Report each line from the entries in which "Debug" can be found.

+ + + + +

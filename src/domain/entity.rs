//! Domain Layer - Core Entity Trait
//!
//! This trait defines the basic contract for all rows the board keeps:
//! a string id and the backend table the row lives in.

use serde::de::DeserializeOwned;
use serde::{Deserialize, Serialize};
use serde_json::Value;

/// One backend row as a JSON object
pub type Row = serde_json::Map<String, Value>;

/// Backend tables
#[derive(Debug, Clone, Copy, PartialEq, Eq, Hash, Serialize, Deserialize)]
#[serde(rename_all = "lowercase")]
pub enum Table {
    Boards,
    Lists,
    Cards,
    Comments,
}

impl Table {
    pub fn as_str(&self) -> &'static str {
        match self {
            Table::Boards => "boards",
            Table::Lists => "lists",
            Table::Cards => "cards",
            Table::Comments => "comments",
        }
    }

    pub fn from_str(s: &str) -> Option<Self> {
        match s {
            "boards" => Some(Table::Boards),
            "lists" => Some(Table::Lists),
            "cards" => Some(Table::Cards),
            "comments" => Some(Table::Comments),
            _ => None,
        }
    }
}

impl std::fmt::Display for Table {
    fn fmt(&self, f: &mut std::fmt::Formatter<'_>) -> std::fmt::Result {
        f.write_str(self.as_str())
    }
}

/// Core trait for all domain entities
pub trait Entity: Sized + Send + Sync + Clone + Serialize + DeserializeOwned {
    /// Table the entity is stored in
    const TABLE: Table;

    /// Returns the entity's unique identifier
    fn id(&self) -> &str;
}

/// Common result type for domain operations
pub type DomainResult<T> = Result<T, DomainError>;

/// Domain-level errors
#[derive(Debug, Clone, PartialEq, Eq, Serialize, Deserialize, thiserror::Error)]
pub enum DomainError {
    /// No session, or the session expired
    #[error("Not authenticated: {0}")]
    Auth(String),
    /// Row store, blob store or auth service returned an error
    #[error("Backend error: {0}")]
    Backend(String),
    #[error("Invalid input: {0}")]
    InvalidInput(String),
    #[error("Not found: {0}")]
    NotFound(String),
    #[error("Conflict: {0}")]
    Conflict(String),
    #[error("Internal error: {0}")]
    Internal(String),
}

impl From<serde_json::Error> for DomainError {
    fn from(e: serde_json::Error) -> Self {
        DomainError::Internal(e.to_string())
    }
}

/// Serialize a value that must become a JSON object row
pub fn encode_row<T: Serialize>(value: &T) -> DomainResult<Row> {
    match serde_json::to_value(value)? {
        Value::Object(row) => Ok(row),
        other => Err(DomainError::Internal(format!(
            "Expected an object row, got {}",
            other
        ))),
    }
}

/// Decode one backend row into an entity
pub fn decode_row<T: Entity>(row: Row) -> DomainResult<T> {
    serde_json::from_value(Value::Object(row))
        .map_err(|e| DomainError::Internal(format!("Malformed {} row: {}", T::TABLE, e)))
}

/// Decode a result set into entities, failing on the first malformed row
pub fn decode_rows<T: Entity>(rows: Vec<Row>) -> DomainResult<Vec<T>> {
    rows.into_iter().map(decode_row).collect()
}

+ + + + +

◆ Reply:
#[derive(Debug, Clone, Copy, PartialEq, Eq, Hash, Serialize, Deserialize)]
#[derive(Debug, Clone, PartialEq, Eq, Serialize, Deserialize, thiserror::Error)]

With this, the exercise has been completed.